We’ll give you an overview of some of the preschool and pre-K options in Mt. Airy, and give you some pointers about things to look for.
Stay where you are
Last week we talked about day care, which is usually for children under the age of three. But most day care centers, including Mt. Airy mainstays like Childspace, Summit, and Preschool PLUS, offer preschool and pre-kindergarten classrooms as well as care for babies and toddlers. If your child is already enrolled in day care, the center's preschool program may be the best choice. The school is already part of the whole family’s routine, and if your kid is like most kids, transitions aren’t easy. If you work full time, sticking with your day care center for preschool is an easy way to make sure you have care until the end of your workday. Soon enough, when your child enters kindergarten, you’ll probably have to find an aftercare solution or cut back on your work hours, because unlike day care, school usually gets out at 3 p.m.
Reasons to make a change
If you already have an elementary school picked out, it might be worth moving your child early. Schools such as Greene Street Friends admit kindergarteners from their pre-K program before they take kids from other schools, so you might have an easier time getting a coveted slot for kindergarten if your child is already enrolled.

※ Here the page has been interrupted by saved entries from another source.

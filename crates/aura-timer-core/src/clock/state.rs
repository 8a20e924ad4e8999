//! Timer state, derived display state and the read-only snapshot handed
//! to out-of-window consumers.

use serde::{Deserialize, Serialize};

/// Remaining-time threshold (inclusive) under which a running timer warns.
pub const WARNING_THRESHOLD_SECS: i64 = 300;

const SECS_PER_HOUR: u64 = 3600;

#[derive(Debug, Clone, Copy, PartialEq, Eq, Serialize, Deserialize)]
#[serde(rename_all = "UPPERCASE")]
pub enum TimerStatus {
    Idle,
    Running,
    Paused,
}

impl std::fmt::Display for TimerStatus {
    fn fmt(&self, f: &mut std::fmt::Formatter<'_>) -> std::fmt::Result {
        let s = match self {
            TimerStatus::Idle => "idle",
            TimerStatus::Running => "running",
            TimerStatus::Paused => "paused",
        };
        f.write_str(s)
    }
}

/// The single source of truth for the countdown.
///
/// `remaining_seconds` goes negative in overtime and has no floor.
/// `expiry_ms` is only ever set while `status == Running`.
#[derive(Debug, Clone, PartialEq, Eq, Serialize, Deserialize)]
pub struct TimerState {
    pub total_seconds: u32,
    pub remaining_seconds: i64,
    pub status: TimerStatus,
    /// Epoch milliseconds at which `remaining_seconds` reaches zero.
    #[serde(default, skip_serializing_if = "Option::is_none")]
    pub expiry_ms: Option<i64>,
}

impl TimerState {
    pub fn new(total_seconds: u32) -> Self {
        Self {
            total_seconds,
            remaining_seconds: i64::from(total_seconds),
            status: TimerStatus::Idle,
            expiry_ms: None,
        }
    }

    pub fn display(&self) -> DisplayState {
        DisplayState::derive(self.total_seconds, self.remaining_seconds, self.status)
    }

    pub fn snapshot(&self) -> Snapshot {
        let display = self.display();
        Snapshot {
            remaining_seconds: self.remaining_seconds,
            total_seconds: self.total_seconds,
            status: self.status,
            time_string: display.time_string,
            is_overtime: display.is_overtime,
            is_warning: display.is_warning,
        }
    }
}

/// Zero-padded decomposition of `|remaining_seconds|`.
#[derive(Debug, Clone, PartialEq, Eq, Serialize, Deserialize)]
pub struct TimeString {
    pub hours: String,
    pub minutes: String,
    pub seconds: String,
}

impl TimeString {
    pub fn from_seconds(remaining_seconds: i64) -> Self {
        let abs = remaining_seconds.unsigned_abs();
        Self {
            hours: format!("{:02}", abs / SECS_PER_HOUR),
            minutes: format!("{:02}", (abs % SECS_PER_HOUR) / 60),
            seconds: format!("{:02}", abs % 60),
        }
    }
}

/// Everything a renderer needs beyond the raw counters.
#[derive(Debug, Clone, PartialEq, Eq)]
pub struct DisplayState {
    pub is_overtime: bool,
    pub is_warning: bool,
    pub show_hours: bool,
    pub time_string: TimeString,
}

impl DisplayState {
    pub fn derive(total_seconds: u32, remaining_seconds: i64, status: TimerStatus) -> Self {
        let is_overtime = remaining_seconds < 0;
        let is_warning = !is_overtime
            && remaining_seconds <= WARNING_THRESHOLD_SECS
            && status == TimerStatus::Running;
        Self {
            is_overtime,
            is_warning,
            show_hours: show_hours(total_seconds, remaining_seconds),
            time_string: TimeString::from_seconds(remaining_seconds),
        }
    }
}

fn show_hours(total_seconds: u32, remaining_seconds: i64) -> bool {
    u64::from(total_seconds) >= SECS_PER_HOUR || remaining_seconds.unsigned_abs() >= SECS_PER_HOUR
}

/// Immutable copy of [`TimerState`] passed to non-owning consumers.
#[derive(Debug, Clone, PartialEq, Eq, Serialize, Deserialize)]
#[serde(rename_all = "camelCase")]
pub struct Snapshot {
    #[serde(alias = "timeLeft")]
    pub remaining_seconds: i64,
    pub total_seconds: u32,
    pub status: TimerStatus,
    pub time_string: TimeString,
    pub is_overtime: bool,
    pub is_warning: bool,
}

impl Snapshot {
    pub fn show_hours(&self) -> bool {
        show_hours(self.total_seconds, self.remaining_seconds)
    }

    pub fn is_running(&self) -> bool {
        self.status == TimerStatus::Running
    }

    /// Colons dim on odd seconds while running.
    pub fn colon_dimmed(&self) -> bool {
        self.is_running() && self.remaining_seconds.unsigned_abs() % 2 == 1
    }

    /// Text as drawn: optional sign, optional hours, minutes and seconds.
    pub fn clock_text(&self) -> String {
        let t = &self.time_string;
        let sign = if self.is_overtime { "-" } else { "" };
        if self.show_hours() {
            format!("{sign}{}:{}:{}", t.hours, t.minutes, t.seconds)
        } else {
            format!("{sign}{}:{}", t.minutes, t.seconds)
        }
    }
}

/// Long-form total duration: "15 min", "1 hr", "1 hr 30 min".
pub fn format_total_time(seconds: u32) -> String {
    let hours = seconds / 3600;
    let minutes = (seconds % 3600) / 60;
    match (hours, minutes) {
        (0, m) => format!("{m} min"),
        (h, 0) => format!("{h} hr"),
        (h, m) => format!("{h} hr {m} min"),
    }
}

#[cfg(test)]
mod tests {
    use super::*;

    fn running(remaining: i64) -> DisplayState {
        DisplayState::derive(900, remaining, TimerStatus::Running)
    }

    #[test]
    fn warning_boundary() {
        assert!(running(300).is_warning);
        assert!(running(0).is_warning);
        assert!(!running(301).is_warning);
        assert!(!running(-1).is_warning);
        assert!(running(-1).is_overtime);
        assert!(!DisplayState::derive(900, 120, TimerStatus::Paused).is_warning);
        assert!(!DisplayState::derive(900, 120, TimerStatus::Idle).is_warning);
    }

    #[test]
    fn time_string_uses_absolute_value() {
        let t = TimeString::from_seconds(-3725);
        assert_eq!((t.hours.as_str(), t.minutes.as_str(), t.seconds.as_str()), ("01", "02", "05"));
        let t = TimeString::from_seconds(59);
        assert_eq!((t.hours.as_str(), t.minutes.as_str(), t.seconds.as_str()), ("00", "00", "59"));
    }

    #[test]
    fn hours_shown_for_long_totals_or_long_overtime() {
        assert!(DisplayState::derive(3600, 10, TimerStatus::Idle).show_hours);
        assert!(DisplayState::derive(900, -3600, TimerStatus::Running).show_hours);
        assert!(!DisplayState::derive(900, -3599, TimerStatus::Running).show_hours);
    }

    #[test]
    fn clock_text_composition() {
        let mut state = TimerState::new(900);
        assert_eq!(state.snapshot().clock_text(), "15:00");
        state.remaining_seconds = -30;
        assert_eq!(state.snapshot().clock_text(), "-00:30");
        let state = TimerState::new(5025);
        assert_eq!(state.snapshot().clock_text(), "01:23:45");
    }

    #[test]
    fn colon_dims_only_on_odd_running_seconds() {
        let mut state = TimerState::new(901);
        assert!(!state.snapshot().colon_dimmed());
        state.status = TimerStatus::Running;
        assert!(state.snapshot().colon_dimmed());
        state.remaining_seconds = 900;
        assert!(!state.snapshot().colon_dimmed());
    }

    #[test]
    fn total_time_long_form() {
        assert_eq!(format_total_time(900), "15 min");
        assert_eq!(format_total_time(3600), "1 hr");
        assert_eq!(format_total_time(5400), "1 hr 30 min");
        assert_eq!(format_total_time(30), "0 min");
    }

    #[test]
    fn snapshot_serializes_in_wire_shape() {
        let snap = TimerState::new(900).snapshot();
        let json = serde_json::to_value(&snap).unwrap();
        assert_eq!(json["remainingSeconds"], 900);
        assert_eq!(json["totalSeconds"], 900);
        assert_eq!(json["status"], "IDLE");
        assert_eq!(json["timeString"]["minutes"], "15");
        assert_eq!(json["isOvertime"], false);

        let parsed: Snapshot = serde_json::from_str(
            r#"{"timeLeft":5,"totalSeconds":10,"status":"PAUSED",
                "timeString":{"hours":"00","minutes":"00","seconds":"05"},
                "isOvertime":false,"isWarning":false}"#,
        )
        .unwrap();
        assert_eq!(parsed.remaining_seconds, 5);
        assert_eq!(parsed.status, TimerStatus::Paused);
    }
}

Many schools, such as Holy Cross Parish School on East Mt. Airy Avenue, Emlen, Henry, Khepera Charter School and Project Learn, don't admit children until they're five years old and ready for kindergarten. But Henry H. Houston School is the site of a Bright Futures preschool, which is run by the School District of Philadelphia's Office of Early Childhood. The program admits children who are 3 and 4 by September 1, and applications are available in the office at Houston, according to Houston principal Kim Newman, although she doesn't have oversight of the preschool program. Blair Christian Academy also offers preschool and pre-K.
There is no cooperative day care center in Mt. Airy, but there are two cooperative preschools. Because parent labor helps reduce the amount of paid staff the school must hire, tuition tends to be lower in cooperative schools. Many parents also find they like the extra involvement they get from co-oping.

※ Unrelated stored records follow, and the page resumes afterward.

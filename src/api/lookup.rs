//! Label lookup exposed to JavaScript

use js_sys::{Array, Reflect};
use wasm_bindgen::prelude::*;

use crate::utils::kv::NOT_FOUND_LABEL;

/// Label of the first `{ value, label }` option whose value is `=== value`.
///
/// # Returns
/// The option's `label`, or `"no matching value"` when nothing matches
#[wasm_bindgen(js_name = labelByValue)]
pub fn label_by_value(value: &JsValue, options: &Array) -> JsValue {
    let value_key = JsValue::from_str("value");
    let label_key = JsValue::from_str("label");

    options
        .iter()
        .find(|option| {
            Reflect::get(option, &value_key)
                .map(|candidate| candidate == *value)
                .unwrap_or(false)
        })
        .and_then(|option| Reflect::get(&option, &label_key).ok())
        .unwrap_or_else(|| JsValue::from_str(NOT_FOUND_LABEL))
}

The Big Backyard, in East Mt. Airy, is in the same building as Preschool PLUS. Named for its enormous outdoor area, the school is open to kids ages two-and-a-half to five. Parents work in the classroom, and also take on organizational jobs like leading fundraisers and summer programs.

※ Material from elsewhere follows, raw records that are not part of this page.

//! Models module for the toolbox
//!
//! Data types shared by the copy directive and the application shell.

pub mod config;
pub mod copy_spec;

// Re-export commonly used types
pub use config::{AppConfig, ConfigError, CopyMessages, UiOptions};
pub use copy_spec::CopySpec;
//! Transient message sinks
//!
//! `JsNotifier` forwards to a message service handed over from JavaScript
//! (anything with `success(text)` and `error(text)` methods, such as a UI
//! library's message API). `ConsoleNotifier` is the fallback when the host
//! page gives us none.

use wasm_bindgen::prelude::*;

use crate::copy::Notifier;

#[wasm_bindgen]
extern "C" {
    /// JS object exposing `success(message)` and `error(message)`
    pub type MessageService;

    #[wasm_bindgen(method, catch, js_name = success)]
    fn show_success(this: &MessageService, message: &str) -> Result<JsValue, JsValue>;

    #[wasm_bindgen(method, catch, js_name = error)]
    fn show_error(this: &MessageService, message: &str) -> Result<JsValue, JsValue>;
}

pub struct JsNotifier {
    service: MessageService,
}

impl JsNotifier {
    pub fn new(service: MessageService) -> Self {
        Self { service }
    }
}

impl Notifier for JsNotifier {
    fn success(&self, message: &str) {
        if let Err(err) = self.service.show_success(message) {
            log::warn!("message service failed to show success: {:?}", err);
        }
    }

    fn error(&self, message: &str) {
        if let Err(err) = self.service.show_error(message) {
            log::warn!("message service failed to show error: {:?}", err);
        }
    }
}

#[derive(Debug, Clone, Copy, Default)]
pub struct ConsoleNotifier;

impl Notifier for ConsoleNotifier {
    fn success(&self, message: &str) {
        log::info!("{}", message);
    }

    fn error(&self, message: &str) {
        log::error!("{}", message);
    }
}

/// Whichever sink the application was configured with
pub enum PageNotifier {
    Service(JsNotifier),
    Console(ConsoleNotifier),
}

impl From<Option<MessageService>> for PageNotifier {
    fn from(service: Option<MessageService>) -> Self {
        match service {
            Some(service) => PageNotifier::Service(JsNotifier::new(service)),
            None => PageNotifier::Console(ConsoleNotifier),
        }
    }
}

impl Notifier for PageNotifier {
    fn success(&self, message: &str) {
        match self {
            PageNotifier::Service(n) => n.success(message),
            PageNotifier::Console(n) => n.success(message),
        }
    }

    fn error(&self, message: &str) {
        match self {
            PageNotifier::Service(n) => n.error(message),
            PageNotifier::Console(n) => n.error(message),
        }
    }
}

The Cooperative Nursery School is on the grounds of the Unitarian Society of Germantown. The school has an unusual admissions policy that makes it more diverse than many other schools in the area. “While we generally admit children according to their date of application, we do make exceptions in order to maintain a gender balance as well as to insure racial/ethnic diversity,” CNS director Tracy Hagedorn said in an email. In other words, if the school has more boys than girls in a particular year, and you have a girl, your daughter will skip over boys on the waiting list. Parents work as teaching assistants, clean the school, and serve on the board of directors.
There are a number of other preschool options in and around Mt. Airy. The Waldorf School of Philadelphia, Germantown Montessori, and House at Pooh Corner all offer preschool programs with distinct pedagogical approaches.
If you’re concerned about academics, call three or four elementary schools you think you might consider. Ask the principal or admissions director which preschools their most recent batch of incoming kindergarteners came from—and which kids were the most kindergarten-ready.
But when it comes right down to it, academics may not be the most important thing for children this age. In all the preschools you visited, did any of them make you wish you were three years old again?
Send your kid there.
Editor’s note: Virginia C. McGuire’s son attended Summit Children’s Program, Childspace, and the Cooperative Nursery School.